Korean-American artist Nam June Paik has been described as the inventor of video art. He surely is the one who first brought a refined artistic sensibility to the use of electronics in artistic production and whose production of conceptual art radically transformed the possibilities available for subsequent generations. In video work, through the use of televisions as sculptures, Paik pushed viewers to contemplate the rapid pace of change driven by technological innovations.

Nam June Paik, Global Groove (1973)

Today we can easily download and enjoy contents from a cloud storage on-line anytime we want. However, in the early 60s, things were totally different. Back then television was a media-fool box, which simply received news programs produced by the government at certain times. The artist believed that the best way to use this media was to communicate with it interactively. He thought that we should hack into its coercive communication with our voice, movements and participation.

In Global Groove (1973) Paik puts together a series of dance and music scenes from various cultures. Beginning with the artist’s introductory statement that “this is a glimpse of a video landscape of tomorrow when you will be able to switch on any TV station on the earth”; the video creates a complex cultural map that transcends national borders. In anticipation of the coming globalization process, Paik makes TV dance and be free instead of being frozen within institutional, political and technological limitations.

TV Buddha (1974) is rightfully regarded as Paik’s most famous and iconic artwork. A seated Buddha sculpture is positioned so that it gazes at a television monitor that displays an image of the Buddha captured through a closed-circuit camera. This work has sometimes been construed as a representation of a collision between an Oriental set of values and the Occidental tendency to assert a primary role for technological innovation. However, when Paik re-exhibited TV Buddha in Cologne, he temporarily took the place of the sculpture; thus denying the validity of that interpretation. The interchangeability of the figurative subject is a key element to understand the real message of this artwork.

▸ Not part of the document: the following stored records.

//! # Mimic Logger
//!
//! Logging and tracing support for Mimic sequence runs

use mimic_core::RunSummary;
use mimic_model::{Sequence, Step, StepStatus};
use tracing::{debug, error, info, warn};
use tracing_subscriber::EnvFilter;
use uuid::Uuid;

/// Logger tagging every line with a run trace id
pub struct Logger {
    pub trace_id: String,
}

impl Logger {
    /// Create a new logger
    pub fn new() -> Self {
        Self {
            trace_id: Uuid::new_v4().to_string(),
        }
    }

    /// Create a logger with a specific trace ID
    pub fn with_trace_id(trace_id: impl Into<String>) -> Self {
        Self {
            trace_id: trace_id.into(),
        }
    }

    /// Initialize the tracing subscriber from `RUST_LOG`, defaulting to `info`
    pub fn init_tracing() {
        if Self::try_init_tracing().is_err() {
            debug!("tracing subscriber already installed");
        }
    }

    /// Like [`init_tracing`](Self::init_tracing), reporting whether a
    /// global subscriber was already set
    pub fn try_init_tracing() -> Result<(), String> {
        let filter = EnvFilter::try_from_default_env()
            .unwrap_or_else(|_| EnvFilter::new("info"));
        tracing_subscriber::fmt()
            .with_env_filter(filter)
            .try_init()
            .map_err(|e| e.to_string())
    }

    /// JSON lines output, for log shipping
    pub fn init_json_tracing() {
        let filter = EnvFilter::try_from_default_env()
            .unwrap_or_else(|_| EnvFilter::new("info"));
        if tracing_subscriber::fmt()
            .json()
            .with_env_filter(filter)
            .try_init()
            .is_err()
        {
            debug!("tracing subscriber already installed");
        }
    }

    /// Log the outcome counts of a run
    pub fn log_run_summary(&self, summary: &RunSummary) {
        info!(
            trace_id = %self.trace_id,
            total_steps = summary.total,
            success = summary.succeeded,
            failed = summary.failed,
            skipped = summary.skipped,
            cancelled = summary.cancelled,
            duration_ms = summary.duration.as_millis() as u64,
            "Sequence run summary"
        );
    }

    /// Log every step of a sequence with its current status
    pub fn log_sequence_details(&self, sequence: &Sequence) {
        for (position, step) in sequence.steps().iter().enumerate() {
            match step {
                Step::Request(request) => match request.status {
                    StepStatus::Error => {
                        error!(
                            trace_id = %self.trace_id,
                            position,
                            instance = %request.instance_id,
                            step_name = %request.name,
                            error = %request.error.as_deref().unwrap_or("Unknown error"),
                            "Request step failed"
                        );
                    }
                    StepStatus::Running => {
                        warn!(
                            trace_id = %self.trace_id,
                            position,
                            instance = %request.instance_id,
                            step_name = %request.name,
                            "Request step still running"
                        );
                    }
                    status => {
                        info!(
                            trace_id = %self.trace_id,
                            position,
                            instance = %request.instance_id,
                            step_name = %request.name,
                            method = %request.request.method,
                            url = %request.request.url,
                            %status,
                            "Request step"
                        );
                    }
                },
                Step::Delay(delay) => {
                    info!(
                        trace_id = %self.trace_id,
                        position,
                        instance = %delay.instance_id,
                        delay_ms = delay.delay_ms,
                        status = %delay.status,
                        "Delay step"
                    );
                }
            }
        }
    }
}

impl Default for Logger {
    fn default() -> Self {
        Self::new()
    }
}

#[cfg(test)]
mod tests;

The Buddha and Paik’s own presence did not create a participating role but rather described a destabilized element in the closed system of the technology itself; wheter as a living human or an inanimate representation of a divine or semi-divine creature. What is activated aesthetically is the autonomy of the technology as a seeing agent; albeit one that remains unresponsive to any changes taking place in front of it. Paik would certainly have been aware that the role of the Buddha is not so much to exist as an object of worship but to be present as a model of enlightenment; an example of what an individual can become. In other words, TV Buddha represents technology’s desire to achieve enlightenment as if technology was gazing actively, striving to better itself.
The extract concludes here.